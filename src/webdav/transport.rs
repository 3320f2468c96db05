use std::time::Duration;

use async_trait::async_trait;
use reqwest::{Client, Method};

use super::WebDAVError;

/// A single HTTP request as issued by [`WebDAVClient`](super::WebDAVClient)
#[derive(Debug, Clone, PartialEq, Eq)]
pub struct HttpRequest {
    pub method: String,
    pub url: String,
    pub headers: Vec<(String, String)>,
    pub body: Option<Vec<u8>>,
}

impl HttpRequest {
    pub fn new(method: &str, url: impl Into<String>) -> Self {
        Self {
            method: method.to_string(),
            url: url.into(),
            headers: Vec::new(),
            body: None,
        }
    }

    pub fn header(mut self, name: &str, value: impl Into<String>) -> Self {
        self.headers.push((name.to_string(), value.into()));
        self
    }

    pub fn body(mut self, body: Vec<u8>) -> Self {
        self.body = Some(body);
        self
    }

    /// Value of the first header called `name`, compared case-insensitively
    pub fn header_value(&self, name: &str) -> Option<&str> {
        self.headers
            .iter()
            .find(|(key, _)| key.eq_ignore_ascii_case(name))
            .map(|(_, value)| value.as_str())
    }
}

#[derive(Debug, Clone, PartialEq, Eq)]
pub struct HttpResponse {
    pub status: u16,
    pub body: Vec<u8>,
}

impl HttpResponse {
    pub fn new(status: u16, body: impl Into<Vec<u8>>) -> Self {
        Self {
            status,
            body: body.into(),
        }
    }

    pub fn text(&self) -> String {
        String::from_utf8_lossy(&self.body).into_owned()
    }
}

/// Issues raw HTTP requests. Only transport-level failures are errors; any
/// status code comes back as a response.
#[async_trait]
pub trait HttpTransport: Send + Sync {
    async fn send(&self, request: HttpRequest) -> Result<HttpResponse, WebDAVError>;
}

/// [`HttpTransport`] over a shared `reqwest` client
pub struct ReqwestTransport {
    client: Client,
}

impl ReqwestTransport {
    pub fn new() -> Result<Self, WebDAVError> {
        let client = Client::builder()
            .timeout(Duration::from_secs(300))
            .connect_timeout(Duration::from_secs(30))
            .build()?;

        Ok(Self { client })
    }
}

#[async_trait]
impl HttpTransport for ReqwestTransport {
    async fn send(&self, request: HttpRequest) -> Result<HttpResponse, WebDAVError> {
        let method = Method::from_bytes(request.method.as_bytes())
            .map_err(|_| WebDAVError::InvalidMethod(request.method.clone()))?;

        let mut builder = self.client.request(method, &request.url);
        for (name, value) in &request.headers {
            builder = builder.header(name.as_str(), value.as_str());
        }
        if let Some(body) = request.body {
            builder = builder.body(body);
        }

        let response = builder.send().await?;
        let status = response.status().as_u16();
        let body = response.bytes().await?.to_vec();

        Ok(HttpResponse { status, body })
    }
}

========================================================================

Exercise details: Copy out each line from the listing that contains the string "super".

Solution:
use super::WebDAVError;
/// A single HTTP request as issued by [`WebDAVClient`](super::WebDAVClient)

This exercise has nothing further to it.